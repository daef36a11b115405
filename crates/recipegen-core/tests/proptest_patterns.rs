//! Property-based tests for shaped pattern validation.
//!
//! Uses proptest to generate random grids and keys, then checks that the
//! validator accepts exactly the grids whose symbols and key agree.

use proptest::prelude::*;
use recipegen_core::ingredient::Ingredient;
use recipegen_core::test_utils::*;
use recipegen_core::validation::{PatternError, validate_pattern};
use std::collections::{BTreeMap, BTreeSet};

// ===========================================================================
// Generators
// ===========================================================================

const SYMBOLS: &[char] = &['#', 'X', 'I', 'G', ' '];

/// A rectangular grid of 1..=3 rows by 1..=3 columns with at least one symbol.
fn arb_grid() -> impl Strategy<Value = Vec<String>> {
    (1..=3usize, 1..=3usize)
        .prop_flat_map(|(rows, width)| {
            proptest::collection::vec(
                proptest::collection::vec(proptest::sample::select(SYMBOLS), width),
                rows,
            )
        })
        .prop_map(|rows| {
            rows.into_iter()
                .map(|r| r.into_iter().collect::<String>())
                .collect::<Vec<_>>()
        })
        .prop_filter("grid needs a symbol", |rows| {
            rows.iter().any(|r| r.chars().any(|c| c != ' '))
        })
}

fn used_symbols(rows: &[String]) -> BTreeSet<char> {
    rows.iter()
        .flat_map(|r| r.chars())
        .filter(|c| *c != ' ')
        .collect()
}

fn key_for(symbols: impl IntoIterator<Item = char>) -> BTreeMap<char, Ingredient> {
    let reg = bronze_registry();
    let bronze: Ingredient = reg.tag("forge:ingots/bronze").unwrap().into();
    symbols.into_iter().map(|s| (s, bronze.clone())).collect()
}

// ===========================================================================
// Properties
// ===========================================================================

proptest! {
    #![proptest_config(ProptestConfig::with_cases(200))]

    /// A key defining exactly the used symbols is always accepted.
    #[test]
    fn matching_key_is_valid(grid in arb_grid()) {
        let key = key_for(used_symbols(&grid));
        prop_assert_eq!(validate_pattern(&grid, &key), Ok(()));
    }

    /// An extra definition is reported as unused.
    #[test]
    fn extra_symbol_is_unused(grid in arb_grid()) {
        let mut symbols = used_symbols(&grid);
        symbols.insert('Z');
        let key = key_for(symbols);
        prop_assert_eq!(validate_pattern(&grid, &key), Err(PatternError::UnusedSymbol('Z')));
    }

    /// Dropping any used symbol from the key is reported as undefined.
    #[test]
    fn missing_symbol_is_undefined(grid in arb_grid(), pick in any::<prop::sample::Index>()) {
        let used: Vec<char> = used_symbols(&grid).into_iter().collect();
        let dropped = used[pick.index(used.len())];
        let key = key_for(used.iter().copied().filter(|c| *c != dropped));
        prop_assert_eq!(
            validate_pattern(&grid, &key),
            Err(PatternError::UndefinedSymbol(dropped))
        );
    }

    /// Arbitrary input never panics.
    #[test]
    fn arbitrary_rows_do_not_panic(rows in proptest::collection::vec(".{0,5}", 0..5)) {
        let key = key_for(['#']);
        let _ = validate_pattern(&rows, &key);
    }
}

* * *

- [YOUR OBJECTIVE]:
Going back over the entries above, copy word for word every line from the one that has "fn key_for(symbols: impl" on through the one that has "#![proptest_config(ProptestConfig::with_cases(200))]".

- [RESPONSE TO THE TASK]:
fn key_for(symbols: impl IntoIterator<Item = char>) -> BTreeMap<char, Ingredient> {
    let reg = bronze_registry();
    let bronze: Ingredient = reg.tag("forge:ingots/bronze").unwrap().into();
    symbols.into_iter().map(|s| (s, bronze.clone())).collect()
}

// ===========================================================================
// Properties
// ===========================================================================

proptest! {
    #![proptest_config(ProptestConfig::with_cases(200))]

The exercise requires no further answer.